Corollary thereto, it must be stressed that a judgment which has acquired finality becomes immutable and unalterable, and hence may no longer be modified in any respect except only to correct clerical errors or mistakes — all the issues between the parties being deemed resolved and laid to rest. This is meant to preserve the stability of decisions rendered by the courts, and to dissuade parties from trifling with court processes. One who has submitted his case to a regular court necessarily commits himself to abide by whatever decision the court may render. Any error in the decision which has not been considered in a timely motion for reconsideration or appeal cannot be impugned when such error becomes apparent only during execution. ...
It is well established that when a right or fact has been judicially tried and determined by a court of competent jurisdiction, so long as it remains unreversed, it should be conclusive upon the parties and those in privity with them. The dictum therein laid down became the law of the case and what was once irrevocably established as the controlling legal rule or decision, continues to be binding between the same parties as long as the facts on which the decision was predicated, continue to be the facts of the case before the court.

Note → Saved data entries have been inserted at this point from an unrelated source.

//! Translation from a validated [`Criteria`] into a [`StoreQuery`].
//!
//! The converter owns two pieces of injected configuration: the soft-delete
//! allow-list (tables whose reads must always exclude soft-deleted rows) and
//! the list of views whose inline exact count is skipped. Both are
//! per-deployment configuration, not module constants.

use chrono::SecondsFormat;

use crate::{
    criteria::Criteria,
    filter::{Filter, FilterValue, Operator},
    plan::{CountMode, StoreQuery},
};

/// The sentinel column used by the soft-delete convention.
const SOFT_DELETE_COLUMN: &str = "deleted_at";

/// Injected converter configuration.
#[derive(Debug, Clone, Default)]
pub struct ConverterConfig {
    /// Tables and views whose queries must always exclude soft-deleted rows.
    pub soft_delete_tables: Vec<String>,
    /// Views whose inline exact count is too expensive and is not requested.
    pub uncounted_tables: Vec<String>,
}

impl ConverterConfig {
    /// Creates a configuration from the two table lists.
    pub fn new(
        soft_delete_tables: impl IntoIterator<Item = impl Into<String>>,
        uncounted_tables: impl IntoIterator<Item = impl Into<String>>,
    ) -> Self {
        Self {
            soft_delete_tables: soft_delete_tables.into_iter().map(Into::into).collect(),
            uncounted_tables: uncounted_tables.into_iter().map(Into::into).collect(),
        }
    }
}

/// Maps criteria into store query specifications.
#[derive(Debug, Clone, Default)]
pub struct QueryConverter {
    config: ConverterConfig,
}

impl QueryConverter {
    /// Creates a converter with the given configuration.
    pub fn new(config: ConverterConfig) -> Self {
        Self { config }
    }

    /// Returns true when reads of `table` must exclude soft-deleted rows.
    pub fn is_soft_delete(&self, table: &str) -> bool {
        self.config
            .soft_delete_tables
            .iter()
            .any(|t| t == table)
    }

    /// Converts a criteria into a store query.
    ///
    /// The query projects `criteria.columns` from `criteria.table` and
    /// requests an exact count unless the table is listed as uncounted. For
    /// soft-delete tables a `deleted_at IS NULL` predicate is injected
    /// unconditionally, in addition to the caller's filters; callers cannot
    /// override it. Each filter becomes one native predicate and an ordering
    /// clause is appended when present. The range restriction is left to the
    /// execution service.
    pub fn convert(&self, criteria: &Criteria) -> StoreQuery {
        let count = if self
            .config
            .uncounted_tables
            .iter()
            .any(|t| t == &criteria.table)
        {
            CountMode::None
        } else {
            CountMode::Exact
        };

        let mut query = StoreQuery::new(&criteria.table, &criteria.columns, count);

        if self.is_soft_delete(&criteria.table) {
            query = query.filter(SOFT_DELETE_COLUMN, Operator::Is, None);
        }

        for filter in criteria.filters.iter().flatten() {
            query = apply_filter(query, filter);
        }

        if let Some(order) = &criteria.order_by {
            query = query.order(&order.field, order.direction.is_ascending());
        }

        query
    }
}

fn apply_filter(query: StoreQuery, filter: &Filter) -> StoreQuery {
    // Array overlap uses the store's set-literal syntax rather than the
    // generic scalar formatting.
    if filter.operator == Operator::ArrayIntersects {
        return query.filter(
            &filter.field,
            filter.operator,
            Some(set_literal(&filter.value)),
        );
    }

    query.filter(&filter.field, filter.operator, format_value(&filter.value))
}

/// Renders a value in the store's generic literal syntax: `None` for null,
/// a comma-joined tuple `(v1,v2)` for lists, and the plain string form for
/// scalars (dates as RFC 3339).
fn format_value(value: &FilterValue) -> Option<String> {
    match value {
        FilterValue::Null => None,
        FilterValue::Text(text) => Some(text.clone()),
        FilterValue::Number(number) => Some(format_number(*number)),
        FilterValue::Date(date) => Some(date.to_rfc3339_opts(SecondsFormat::Millis, true)),
        FilterValue::TextList(items) => Some(format!("({})", items.join(","))),
        FilterValue::NumberList(items) => Some(format!("({})", join_numbers(items))),
    }
}

/// Renders a value as a set literal `{v1,v2}`; scalars become a one-element set.
fn set_literal(value: &FilterValue) -> String {
    match value {
        FilterValue::Null => "{}".to_string(),
        FilterValue::Text(text) => format!("{{{text}}}"),
        FilterValue::Number(number) => format!("{{{}}}", format_number(*number)),
        FilterValue::Date(date) => {
            format!("{{{}}}", date.to_rfc3339_opts(SecondsFormat::Millis, true))
        }
        FilterValue::TextList(items) => format!("{{{}}}", items.join(",")),
        FilterValue::NumberList(items) => format!("{{{}}}", join_numbers(items)),
    }
}

// Whole numbers print without a trailing ".0" so literals match what the
// caller wrote.
fn format_number(number: f64) -> String {
    if number.fract() == 0.0 && number.abs() < 1e15 {
        format!("{}", number as i64)
    } else {
        number.to_string()
    }
}

fn join_numbers(items: &[f64]) -> String {
    items
        .iter()
        .map(|n| format_number(*n))
        .collect::<Vec<_>>()
        .join(",")
}
//! A thin criteria-to-query translation layer for row-oriented data stores.
//!
//! This crate is the core of the rowlayer project and provides:
//!
//! - **Filter and criteria model** ([`filter`], [`criteria`]) - Validated, immutable query descriptions built from raw transport input
//! - **Query specification** ([`plan`]) - A composable, backend-agnostic list of predicate/order/range operations
//! - **Query converter** ([`convert`]) - Criteria-to-specification translation with soft-delete visibility rules
//! - **Store backend abstraction** ([`backend`]) - Traits for implementing different store bindings
//! - **Execution service** ([`service`]) - Strategy-selected query execution producing one pagination envelope
//! - **Row client** ([`client`]) - Single-row CRUD passthroughs over a backend
//! - **Pagination** ([`page`]) - Page metadata and the uniform paginated result envelope
//! - **Error handling** ([`error`]) - Validation and execution error taxonomy
//!
//! # Example
//!
//! ```ignore
//! use rowlayer_core::{
//!     criteria::{Criteria, RawQuery},
//!     convert::{ConverterConfig, QueryConverter},
//!     service::{QueryService, ServiceConfig},
//! };
//!
//! let converter = QueryConverter::new(ConverterConfig::new(
//!     ["contacts", "campaigns"],
//!     ["view_call_history"],
//! ));
//! let service = QueryService::new(backend, converter, ServiceConfig::default());
//!
//! let raw = RawQuery {
//!     filters: Some(r#"[{"field":"status","operator":"equal","value":"open"}]"#.into()),
//!     limit: Some("25".into()),
//!     offset: Some("0".into()),
//!     ..RawQuery::default()
//! };
//! let criteria = Criteria::build("contacts", "*", &raw, None)?;
//! let page: rowlayer_core::page::Paginated<serde_json::Value> =
//!     service.execute(&criteria).await?;
//! ```

#[allow(unused_extern_crates)]
extern crate self as rowlayer_core;

pub mod backend;
pub mod client;
pub mod convert;
pub mod criteria;
pub mod error;
pub mod filter;
pub mod page;
pub mod plan;
pub mod service;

Hence, the binding effect and enforceability of that dictum can no longer be relitigated anew since said issue had already been resolved and finally laid to rest in that aforementioned case (Miranda v. CA, 141 SCRA 306 [1986]), if not by the principle of res judicata, but at least by conclusiveness of judgment (Vda. de Sta. Romana v. PCIB 118 SCRA 335 [1982]).IN LIGHT OF ALL THE FOREGOING, the petition is GRANTED. The Decision of the NLRC dated June 16, 1998 is SET ASIDE. The Order of the Labor Arbiter dated August 15, 1997 is AFFIRMED.